═══ THE DATA ═══

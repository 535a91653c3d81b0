//! FETCH data and BODYSTRUCTURE parsing.

use crate::parser::lexer::{Lexer, Token};
use crate::types::Uid;
use crate::Result;

use super::types::{BodyStructure, Disposition, FetchItem, SinglePart};

/// Parses the parenthesized item list of a FETCH response.
pub fn parse_fetch_response(lexer: &mut Lexer<'_>) -> Result<Vec<FetchItem>> {
    lexer.expect(Token::LParen)?;

    let mut items = Vec::new();
    loop {
        match lexer.next_token()? {
            Token::RParen => break,
            Token::Space => {}
            Token::Atom(name) => match name.to_ascii_uppercase().as_str() {
                "UID" => {
                    lexer.expect_space()?;
                    let n = lexer.read_number()?;
                    let uid = Uid::new(n).ok_or_else(|| lexer.error("UID cannot be 0"))?;
                    items.push(FetchItem::Uid(uid));
                }
                "RFC822.SIZE" => {
                    lexer.expect_space()?;
                    items.push(FetchItem::Rfc822Size(lexer.read_number()?));
                }
                "BODYSTRUCTURE" => {
                    lexer.expect_space()?;
                    items.push(FetchItem::BodyStructure(parse_body_structure(lexer)?));
                }
                "BODY" if lexer.peek() == Some(b'[') => {
                    let section = parse_section(lexer)?;
                    lexer.expect_space()?;
                    let data = match lexer.next_token()? {
                        Token::Literal(bytes) => Some(bytes.to_vec()),
                        Token::QuotedString(s) => Some(s.into_bytes()),
                        Token::Nil => None,
                        token => {
                            return Err(lexer.error(&format!("expected section data, got {token:?}")));
                        }
                    };
                    items.push(FetchItem::Body { section, data });
                }
                _ => {
                    // FLAGS, INTERNALDATE, ENVELOPE, MODSEQ ... are not used here.
                    lexer.expect_space()?;
                    lexer.skip_value()?;
                }
            },
            token => return Err(lexer.error(&format!("unexpected token in FETCH: {token:?}"))),
        }
    }

    Ok(items)
}

/// Parses `[section]` and an optional `<origin>` after `BODY`.
fn parse_section(lexer: &mut Lexer<'_>) -> Result<String> {
    lexer.expect(Token::LBracket)?;
    let mut section = String::new();
    loop {
        match lexer.advance() {
            Some(b']') => break,
            Some(b) => section.push(char::from(b)),
            None => return Err(lexer.error("unterminated section")),
        }
    }

    if lexer.peek() == Some(b'<') {
        while let Some(b) = lexer.advance() {
            if b == b'>' {
                break;
            }
        }
    }

    Ok(section.to_ascii_uppercase())
}

/// Parses a BODYSTRUCTURE value, extension data included.
///
/// Single part: `(type subtype params id desc enc size [lines] [md5 [dsp ...]])`.
/// Multipart: `((part)(part) subtype [params [dsp ...]])`.
pub fn parse_body_structure(lexer: &mut Lexer<'_>) -> Result<BodyStructure> {
    lexer.expect(Token::LParen)?;

    if lexer.peek() == Some(b'(') {
        let mut parts = Vec::new();
        while lexer.peek() == Some(b'(') {
            parts.push(parse_body_structure(lexer)?);
            lexer.eat_space();
        }

        let subtype = lexer.read_nstring()?.unwrap_or_default().to_ascii_lowercase();

        let mut params = Vec::new();
        let mut disposition = None;
        if lexer.eat_space() {
            params = parse_body_params(lexer)?;
            if lexer.eat_space() {
                disposition = parse_disposition(lexer)?;
            }
        }
        finish_list(lexer)?;

        return Ok(BodyStructure::Multipart {
            subtype,
            parts,
            params,
            disposition,
        });
    }

    let media_type = lexer.read_nstring()?.unwrap_or_default().to_ascii_lowercase();
    lexer.expect_space()?;
    let media_subtype = lexer.read_nstring()?.unwrap_or_default().to_ascii_lowercase();
    lexer.expect_space()?;
    let params = parse_body_params(lexer)?;
    lexer.expect_space()?;
    let id = lexer.read_nstring()?;
    lexer.expect_space()?;
    let description = lexer.read_nstring()?;
    lexer.expect_space()?;
    let encoding = lexer.read_nstring()?.unwrap_or_default();
    lexer.expect_space()?;
    let size = lexer.read_number()?;

    let lines = match media_type.as_str() {
        "text" if lexer.eat_space() => Some(lexer.read_number()?),
        "message" if media_subtype == "rfc822" || media_subtype == "global" => {
            // envelope, nested body, line count
            lexer.expect_space()?;
            lexer.skip_value()?;
            lexer.expect_space()?;
            lexer.skip_value()?;
            lexer.expect_space()?;
            Some(lexer.read_number()?)
        }
        _ => None,
    };

    let mut disposition = None;
    if lexer.eat_space() {
        // body MD5
        lexer.skip_value()?;
        if lexer.eat_space() {
            disposition = parse_disposition(lexer)?;
        }
    }
    finish_list(lexer)?;

    Ok(BodyStructure::Single(SinglePart {
        media_type,
        media_subtype,
        params,
        id,
        description,
        encoding,
        size,
        lines,
        disposition,
    }))
}

/// Parses `NIL` or `(key value key value ...)`.
fn parse_body_params(lexer: &mut Lexer<'_>) -> Result<Vec<(String, String)>> {
    match lexer.next_token()? {
        Token::Nil => Ok(Vec::new()),
        Token::LParen => {
            let mut params = Vec::new();
            loop {
                if lexer.peek() == Some(b')') {
                    lexer.advance();
                    break;
                }
                lexer.eat_space();
                let key = lexer.read_nstring()?.unwrap_or_default();
                lexer.expect_space()?;
                let value = lexer.read_nstring()?.unwrap_or_default();
                params.push((key, value));
            }
            Ok(params)
        }
        token => Err(lexer.error(&format!("expected body parameters, got {token:?}"))),
    }
}

/// Parses `NIL` or `("type" params)`.
fn parse_disposition(lexer: &mut Lexer<'_>) -> Result<Option<Disposition>> {
    match lexer.next_token()? {
        Token::Nil => Ok(None),
        Token::LParen => {
            let kind = lexer.read_nstring()?.unwrap_or_default();
            let params = if lexer.eat_space() {
                parse_body_params(lexer)?
            } else {
                Vec::new()
            };
            finish_list(lexer)?;
            Ok(Some(Disposition { kind, params }))
        }
        token => Err(lexer.error(&format!("expected disposition, got {token:?}"))),
    }
}

/// Skips any remaining extension fields and the closing `)`.
fn finish_list(lexer: &mut Lexer<'_>) -> Result<()> {
    lexer.skip_to_close_paren()
}

#[cfg(test)]
#[allow(
    clippy::unwrap_used,
    clippy::redundant_clone,
    clippy::manual_string_new,
    clippy::needless_collect,
    clippy::unreadable_literal,
    clippy::used_underscore_items,
    clippy::similar_names
)]
mod tests {
    use super::*;

    fn structure(input: &[u8]) -> BodyStructure {
        let mut lexer = Lexer::new(input);
        parse_body_structure(&mut lexer).unwrap()
    }

    #[test]
    fn test_fetch_uid_and_sections() {
        let input = b"(UID 4021 BODY[HEADER] {9}\r\nSubject:\n BODY[TEXT] NIL)";
        let mut lexer = Lexer::new(input);
        let items = parse_fetch_response(&mut lexer).unwrap();

        assert_eq!(items.len(), 3);
        assert_eq!(items[0], FetchItem::Uid(Uid::new(4021).unwrap()));
        assert_eq!(
            items[1],
            FetchItem::Body {
                section: "HEADER".into(),
                data: Some(b"Subject:\n".to_vec()),
            }
        );
        assert_eq!(
            items[2],
            FetchItem::Body {
                section: "TEXT".into(),
                data: None,
            }
        );
    }

    #[test]
    fn test_fetch_uid_zero_rejected() {
        let mut lexer = Lexer::new(b"(UID 0)");
        assert!(parse_fetch_response(&mut lexer).is_err());
    }

    #[test]
    fn test_unknown_items_skipped() {
        let input = b"(FLAGS (\\Seen) INTERNALDATE \"17-Jul-1996 02:44:25 -0700\" UID 7)";
        let mut lexer = Lexer::new(input);
        let items = parse_fetch_response(&mut lexer).unwrap();
        assert_eq!(items, vec![FetchItem::Uid(Uid::new(7).unwrap())]);
    }

    #[test]
    fn test_single_text_part() {
        let parsed = structure(b"(\"TEXT\" \"PLAIN\" (\"CHARSET\" \"UTF-8\") NIL NIL \"7BIT\" 1152 23)");
        let BodyStructure::Single(part) = parsed else {
            panic!("expected single part");
        };
        assert_eq!(part.mime_type(), "text/plain");
        assert_eq!(part.param("charset"), Some("UTF-8"));
        assert_eq!(part.size, 1152);
        assert_eq!(part.lines, Some(23));
        assert!(part.disposition.is_none());
    }

    #[test]
    fn test_mixed_with_attachment_disposition() {
        let input = b"((\"TEXT\" \"PLAIN\" (\"CHARSET\" \"utf-8\") NIL NIL \"QUOTED-PRINTABLE\" 120 4 NIL NIL NIL)\
(\"APPLICATION\" \"PDF\" (\"NAME\" \"report.pdf\") NIL NIL \"BASE64\" 4096 NIL (\"ATTACHMENT\" (\"FILENAME\" \"Q3 report.pdf\")) NIL)\
 \"MIXED\" (\"BOUNDARY\" \"b1\") NIL NIL)";
        let parsed = structure(input);
        assert!(parsed.is_multipart("mixed"));

        let children = parsed.children();
        assert_eq!(children.len(), 2);
        let (id, BodyStructure::Single(pdf)) = &children[1] else {
            panic!("expected leaf");
        };
        assert_eq!(id, "2");
        assert_eq!(pdf.mime_type(), "application/pdf");
        assert_eq!(pdf.encoding, "BASE64");
        assert_eq!(pdf.size, 4096);
        let disposition = pdf.disposition.as_ref().unwrap();
        assert!(disposition.is_attachment());
        assert_eq!(disposition.param("filename"), Some("Q3 report.pdf"));
        assert_eq!(pdf.param("name"), Some("report.pdf"));
    }

    #[test]
    fn test_nested_alternative_inside_mixed() {
        let input = b"(((\"TEXT\" \"PLAIN\" NIL NIL NIL \"7BIT\" 10 1)(\"TEXT\" \"HTML\" NIL NIL NIL \"7BIT\" 20 1) \"ALTERNATIVE\")\
(\"IMAGE\" \"PNG\" (\"NAME\" \"a.png\") NIL NIL \"BASE64\" 300 NIL (\"attachment\" NIL)) \"MIXED\")";
        let parsed = structure(input);
        let children = parsed.children();
        assert!(children[0].1.is_multipart("alternative"));
        let BodyStructure::Single(png) = children[1].1 else {
            panic!("expected leaf");
        };
        assert!(png.disposition.as_ref().unwrap().is_attachment());
        assert!(png.disposition.as_ref().unwrap().params.is_empty());
    }

    #[test]
    fn test_message_rfc822_part() {
        let input = b"(\"MESSAGE\" \"RFC822\" NIL NIL NIL \"7BIT\" 500 (NIL \"subj\" NIL NIL NIL NIL NIL NIL NIL NIL) (\"TEXT\" \"PLAIN\" NIL NIL NIL \"7BIT\" 10 1) 12 NIL (\"INLINE\" NIL) NIL)";
        let BodyStructure::Single(part) = structure(input) else {
            panic!("expected leaf");
        };
        assert_eq!(part.lines, Some(12));
        assert_eq!(part.disposition.unwrap().kind, "INLINE");
    }
}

═══

WHAT IS EXPECTED: Could you return the lines in the entries above that contain "super"?

RESPONSE FOR THIS EXERCISE:
use super::types::{BodyStructure, Disposition, FetchItem, SinglePart};
    use super::*;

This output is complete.